EXERCISE OBJECTIVE |
Starting with the opening line of the material, restate every line word for word, and end on the line containing "mod aarch64;".

SOURCE DATA |
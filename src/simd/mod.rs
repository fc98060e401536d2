//! Capability selection and the bulk-transform dispatch.
//!
//! Which lane width is usable is decided once per process and read from a
//! `OnceLock` afterwards; the kernels themselves never re-detect. The
//! dispatchers speak in whole groups so the driver's accounting stays
//! exact regardless of which path did the work.

use std::sync::OnceLock;

use crate::alphabet::AlphabetVariant;

#[cfg(all(feature = "simd", target_arch = "x86_64"))]
mod x86_64;

#[cfg(all(feature = "simd", target_arch = "aarch64"))]
mod aarch64;

/// Widest vectorized path available on the running CPU.
#[derive(Debug, Clone, Copy, PartialEq, Eq, PartialOrd, Ord)]
pub enum Capability {
    /// No vector path; every group goes through the scalar core
    Scalar,
    /// 128-bit registers: 12 raw bytes / 16 symbols per iteration
    Lane16,
    /// 256-bit registers: 24 raw bytes / 32 symbols per iteration
    Lane32,
}

static CAPABILITY: OnceLock<Capability> = OnceLock::new();

/// The capability level in effect: detected on first use, fixed for the
/// life of the process.
pub fn capability() -> Capability {
    *CAPABILITY.get_or_init(detect)
}

#[cfg(all(feature = "simd", target_arch = "x86_64"))]
fn detect() -> Capability {
    if is_x86_feature_detected!("avx2") {
        Capability::Lane32
    } else if is_x86_feature_detected!("ssse3") {
        Capability::Lane16
    } else {
        Capability::Scalar
    }
}

#[cfg(all(feature = "simd", target_arch = "aarch64"))]
fn detect() -> Capability {
    // NEON is mandatory on aarch64
    Capability::Lane16
}

#[cfg(not(all(feature = "simd", any(target_arch = "x86_64", target_arch = "aarch64"))))]
fn detect() -> Capability {
    Capability::Scalar
}

/// Bulk-encodes as many whole registers as fit inside `group_limit` groups
/// and the destination, returning the number of groups transformed.
///
/// The kernels stop short of the source end so their overlapping loads
/// stay in bounds; the driver's scalar loop finishes whatever is left.
#[cfg(all(feature = "simd", target_arch = "x86_64"))]
pub(crate) fn encode_bulk(
    src: &[u8],
    group_limit: usize,
    dst: &mut [u8],
    variant: AlphabetVariant,
) -> usize {
    match capability() {
        // SAFETY: capability() verified the feature on this CPU
        Capability::Lane32 => unsafe { x86_64::encode_avx2(src, group_limit, dst, variant) },
        Capability::Lane16 => unsafe { x86_64::encode_ssse3(src, group_limit, dst, variant) },
        Capability::Scalar => 0,
    }
}

#[cfg(all(feature = "simd", target_arch = "aarch64"))]
pub(crate) fn encode_bulk(
    src: &[u8],
    group_limit: usize,
    dst: &mut [u8],
    variant: AlphabetVariant,
) -> usize {
    match capability() {
        // SAFETY: NEON is always present on aarch64
        Capability::Lane16 => unsafe { aarch64::encode_neon(src, group_limit, dst, variant) },
        _ => 0,
    }
}

#[cfg(not(all(feature = "simd", any(target_arch = "x86_64", target_arch = "aarch64"))))]
pub(crate) fn encode_bulk(
    _src: &[u8],
    _group_limit: usize,
    _dst: &mut [u8],
    _variant: AlphabetVariant,
) -> usize {
    0
}

/// Bulk-decodes whole registers, stopping at `group_limit` groups, at a
/// full destination, or at the first register holding a sentinel lane.
/// Returns the number of groups decoded; the stop reason is deliberately
/// not reported, because the scalar core re-derives it exactly.
#[cfg(all(feature = "simd", target_arch = "x86_64"))]
pub(crate) fn decode_bulk(
    src: &[u8],
    group_limit: usize,
    dst: &mut [u8],
    variant: AlphabetVariant,
) -> usize {
    match capability() {
        // SAFETY: capability() verified the feature on this CPU
        Capability::Lane32 => unsafe { x86_64::decode_avx2(src, group_limit, dst, variant) },
        Capability::Lane16 => unsafe { x86_64::decode_ssse3(src, group_limit, dst, variant) },
        Capability::Scalar => 0,
    }
}

#[cfg(all(feature = "simd", target_arch = "aarch64"))]
pub(crate) fn decode_bulk(
    src: &[u8],
    group_limit: usize,
    dst: &mut [u8],
    variant: AlphabetVariant,
) -> usize {
    match capability() {
        // SAFETY: NEON is always present on aarch64
        Capability::Lane16 => unsafe { aarch64::decode_neon(src, group_limit, dst, variant) },
        _ => 0,
    }
}

#[cfg(not(all(feature = "simd", any(target_arch = "x86_64", target_arch = "aarch64"))))]
pub(crate) fn decode_bulk(
    _src: &[u8],
    _group_limit: usize,
    _dst: &mut [u8],
    _variant: AlphabetVariant,
) -> usize {
    0
}

#[cfg(test)]
mod tests {
    use super::*;

    #[test]
    fn capability_is_stable_across_reads() {
        let first = capability();
        for _ in 0..8 {
            assert_eq!(capability(), first);
        }
    }
}
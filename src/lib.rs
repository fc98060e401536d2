//! Streaming base64 with lane-wide SIMD acceleration.
//!
//! The core is a pair of allocation-free calls, [`encode`] and [`decode`],
//! that transform caller-owned buffers and report exactly how far they
//! got: every return carries a status plus consumed/written counts, so
//! partial destinations and chunked streams resume precisely. Allocating
//! wrappers ([`encode_to_string`], [`decode_to_vec`]) sit on top.
//!
//! Bulk data moves through wide registers when the CPU has them (AVX2 or
//! SSSE3 on x86_64, NEON on aarch64, detected once at startup); remainders
//! and anomalies always drop to the scalar core, which is the only place
//! input is judged invalid.
//!
//! ```
//! use base_lane::{STANDARD, OperationStatus, decode, encode};
//!
//! let mut encoded = [0u8; 8];
//! let op = encode(b"light", &mut encoded, &STANDARD, true);
//! assert_eq!(op.status, OperationStatus::Done);
//! assert_eq!(&encoded[..op.written], b"bGlnaHQ=");
//!
//! let mut decoded = [0u8; 5];
//! let op = decode(&encoded, &mut decoded, &STANDARD, true);
//! assert_eq!(&decoded[..op.written], b"light");
//! ```

mod alphabet;
mod config;
mod convenience;
mod driver;
mod errors;
mod length;
mod scalar;
mod simd;
mod status;
mod symbol;

pub use alphabet::{Alphabet, AlphabetVariant, PAD, STANDARD, URL_SAFE};
pub use config::{AlphabetConfig, AlphabetsConfig};
pub use convenience::{decode_to_vec, encode_to_string};
pub use errors::{AlphabetError, DecodeError, LengthError};
pub use length::{MAX_ENCODE_LEN, decoded_len, encoded_len};
pub use simd::{Capability, capability};
pub use status::{Operation, OperationStatus};
pub use symbol::Symbol;

/// Encodes raw bytes into `encoded`, which may hold bytes or UTF-16 units.
///
/// Only whole 3-byte groups are committed to the destination. With
/// `is_final_block` a trailing 1-2 byte group is closed out with `=`
/// padding; without it those bytes are left unconsumed and the status is
/// [`OperationStatus::NeedMoreData`], so the caller hands them back
/// together with the next chunk.
pub fn encode<S: Symbol>(
    data: &[u8],
    encoded: &mut [S],
    alphabet: &Alphabet,
    is_final_block: bool,
) -> Operation {
    driver::encode_into(data, encoded, alphabet, is_final_block)
}

/// Decodes base64 symbols (bytes or UTF-16 units) into raw bytes.
///
/// Only whole 4-symbol groups are consumed. Padding is accepted in the
/// last group of a final block and nowhere else; anything outside the
/// alphabet stops the call with [`OperationStatus::InvalidData`] and
/// counts that point at the offending group.
pub fn decode<S: Symbol>(
    encoded: &[S],
    data: &mut [u8],
    alphabet: &Alphabet,
    is_final_block: bool,
) -> Operation {
    driver::decode_into(encoded, data, alphabet, is_final_block)
}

WRITTEN RESPONSE |
filename src/simd/mod.rs
repository fc98060e401536d2
//! Capability selection and the bulk-transform dispatch.
//!
//! Which lane width is usable is decided once per process and read from a
//! `OnceLock` afterwards; the kernels themselves never re-detect. The
//! dispatchers speak in whole groups so the driver's accounting stays
//! exact regardless of which path did the work.

use std::sync::OnceLock;

use crate::alphabet::AlphabetVariant;

#[cfg(all(feature = "simd", target_arch = "x86_64"))]
mod x86_64;

#[cfg(all(feature = "simd", target_arch = "aarch64"))]
mod aarch64;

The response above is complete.